En 1773, dans Fabrigas v. Mostyn, le gouverneur Mostyn, à l’issue d’un long procès, est condamné à £ 3,000 en dommages pour avoir erronément autorisé un emprisonnement de six jours et l’expulsion pour une période de douze mois d’un habitant de l’île de Minorque.

En 1802, le gouverneur Wall7 est jugé devant les assises criminelles pour avoir provoqué la mort d’un militaire en autorisant une procédure erronée devant une cour martiale. Reconnu coupable, il est pendu deux ou trois jours plus tard.

En 1804, le gouverneur Picton8 est cité devant les assises criminelles pour s’être fourvoyé en autorisant qu’un accusé soit soumis à la torture au cours de son procès, croyant à tort que l’ancien droit espagnol de la colonie autorisait un tel procédé. Ses avocats ont présenté tellement de requêtes et de pourvois pour le défendre qu’il a fini par mourir au champ d’honneur à la bataille de Waterloo, au moment où les procédures contre lui n’étaient par encore terminées.

Tous ces gouverneurs ont été représentés par les meilleurs avocats de Londres, mais aucun de ces procureurs n’a jamais tenté de présenter l’exception déclinatoire en question au motif que, à titre de représentants directs et officiels de Sa Majesté dans la colonie, leurs clients pouvaient se placer au dessus de la justice en se prévalant de la maxime «The King can do no wrong». Bref, sur une période de trois siècles, il n’existe aucun cas répertorié où ce moyen d’irrecevabilité a été soulevé et plaidé pour tirer un gouverneur de l’embarras.
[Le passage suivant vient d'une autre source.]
use chrono::Utc;
use serde::{Deserialize, Serialize};

use super::{
    AlarmEvent, AlarmEventId, AlarmSet, AlarmSetId, AlarmTime, Gong, MAX_NAME_CHARS, ModelError,
    WeekdaySet,
};

const COPY_SUFFIX: &str = " (copy)";

/// Full list of alarm-sets as owned by the persistence layer.
///
/// Mutations keep every set's events sorted by time of day. New identifiers
/// are derived from the current epoch milliseconds and always exceed every
/// identifier already present, so two creations in the same millisecond
/// still get distinct ids.
#[derive(Debug, Clone, Default, PartialEq, Eq, Serialize, Deserialize)]
#[serde(transparent)]
pub struct Configuration {
    sets: Vec<AlarmSet>,
}

impl Configuration {
    pub fn new(sets: Vec<AlarmSet>) -> Self {
        Self { sets }
    }

    /// Configuration written on first start.
    pub fn demo() -> Self {
        let mut configuration = Self::default();
        let set_id = configuration.allocate_id();
        let event_id = configuration.allocate_id().max(set_id + 1);
        let mut set = AlarmSet::new(AlarmSetId(set_id), "Demo");
        set.weekdays = WeekdaySet::WORKDAYS;
        set.alarm_events.push(AlarmEvent {
            id: AlarmEventId(event_id),
            time: AlarmTime::from_hm(7, 30).expect("07:30 is always in bounds."),
            gong: Gong::Gong,
            time_playback: true,
            message: "Time to put your shoes on.".to_owned(),
        });
        configuration.sets.push(set);
        configuration
    }

    pub fn sets(&self) -> &[AlarmSet] {
        &self.sets
    }

    pub fn into_sets(self) -> Vec<AlarmSet> {
        self.sets
    }

    pub fn is_empty(&self) -> bool {
        self.sets.is_empty()
    }

    pub fn alarm_set(&self, id: AlarmSetId) -> Option<&AlarmSet> {
        self.sets.iter().find(|set| set.id == id)
    }

    pub fn find_event(
        &self,
        set_id: AlarmSetId,
        event_id: AlarmEventId,
    ) -> Option<(&AlarmSet, &AlarmEvent)> {
        let set = self.alarm_set(set_id)?;
        set.event(event_id).map(|event| (set, event))
    }

    pub fn event_ids(&self) -> impl Iterator<Item = AlarmEventId> + '_ {
        self.sets
            .iter()
            .flat_map(|set| set.alarm_events.iter().map(|event| event.id))
    }

    pub fn create_alarm_set(&mut self, name: &str) -> Result<AlarmSetId, ModelError> {
        let name: String = name.trim().chars().take(MAX_NAME_CHARS).collect();
        if name.is_empty() {
            return Err(ModelError::NameLength {
                len: 0,
                max: MAX_NAME_CHARS,
            });
        }

        let id = AlarmSetId(self.allocate_id());
        self.sets.push(AlarmSet::new(id, name));
        Ok(id)
    }

    pub fn delete_alarm_set(&mut self, id: AlarmSetId) -> bool {
        let before = self.sets.len();
        self.sets.retain(|set| set.id != id);
        before != self.sets.len()
    }

    /// Copies a set under a fresh id. Its events get fresh ids too, so the
    /// copy can be scheduled independently of the original.
    pub fn duplicate_alarm_set(&mut self, id: AlarmSetId) -> Option<AlarmSetId> {
        let mut copy = self.alarm_set(id)?.clone();
        let mut next_id = self.allocate_id();

        copy.id = AlarmSetId(next_id);
        copy.name = format!("{}{COPY_SUFFIX}", copy.name)
            .chars()
            .take(MAX_NAME_CHARS)
            .collect();
        for event in &mut copy.alarm_events {
            next_id += 1;
            event.id = AlarmEventId(next_id);
        }

        let copy_id = copy.id;
        self.sets.push(copy);
        Some(copy_id)
    }

    pub fn set_enabled(&mut self, id: AlarmSetId, enabled: bool) -> bool {
        match self.alarm_set_mut(id) {
            Some(set) => {
                set.enabled = enabled;
                true
            }
            None => false,
        }
    }

    /// Replaces the stored set with the same id. Returns `Ok(false)` when no
    /// such set exists.
    pub fn update_alarm_set(&mut self, mut updated: AlarmSet) -> Result<bool, ModelError> {
        updated.validate()?;
        updated.sort_events();
        match self.alarm_set_mut(updated.id) {
            Some(set) => {
                *set = updated;
                Ok(true)
            }
            None => Ok(false),
        }
    }

    pub fn create_alarm_event(
        &mut self,
        set_id: AlarmSetId,
        time: AlarmTime,
    ) -> Option<AlarmEventId> {
        let id = AlarmEventId(self.allocate_id());
        let set = self.alarm_set_mut(set_id)?;
        set.alarm_events.push(AlarmEvent::new(id, time));
        set.sort_events();
        Some(id)
    }

    pub fn delete_alarm_event(&mut self, set_id: AlarmSetId, event_id: AlarmEventId) -> bool {
        let Some(set) = self.alarm_set_mut(set_id) else {
            return false;
        };
        let before = set.alarm_events.len();
        set.alarm_events.retain(|event| event.id != event_id);
        before != set.alarm_events.len()
    }

    pub fn duplicate_alarm_event(
        &mut self,
        set_id: AlarmSetId,
        event_id: AlarmEventId,
    ) -> Option<AlarmEventId> {
        let id = AlarmEventId(self.allocate_id());
        let set = self.alarm_set_mut(set_id)?;
        let mut copy = set.event(event_id)?.clone();
        copy.id = id;
        set.alarm_events.push(copy);
        set.sort_events();
        Some(id)
    }

    pub fn update_alarm_event(
        &mut self,
        set_id: AlarmSetId,
        updated: AlarmEvent,
    ) -> Result<bool, ModelError> {
        updated.validate()?;
        let Some(set) = self.alarm_set_mut(set_id) else {
            return Ok(false);
        };
        let Some(event) = set.alarm_events.iter_mut().find(|e| e.id == updated.id) else {
            return Ok(false);
        };
        *event = updated;
        set.sort_events();
        Ok(true)
    }

    fn alarm_set_mut(&mut self, id: AlarmSetId) -> Option<&mut AlarmSet> {
        self.sets.iter_mut().find(|set| set.id == id)
    }

    fn max_id(&self) -> Option<i64> {
        self.sets
            .iter()
            .flat_map(|set| {
                std::iter::once(set.id.0).chain(set.alarm_events.iter().map(|event| event.id.0))
            })
            .max()
    }

    fn allocate_id(&self) -> i64 {
        let now = Utc::now().timestamp_millis();
        match self.max_id() {
            Some(max) => now.max(max + 1),
            None => now,
        }
    }
}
Dans les faits, madame Thibault aurait beaucoup plus de chance de justifier sa conduite si elle en appelait à la longue et belle tradition d’apparat, de faste, d’ostentation et d’opulence qui a toujours accompagné la charge de représentant officiel de Sa Majesté. Si le gouvernement de Québec avait souhaité rompre avec cette tradition, il aurait dû en informer la première intéressée en l’invitant à plus de discrétion et de modération dans son rôle de princesse d’apparat.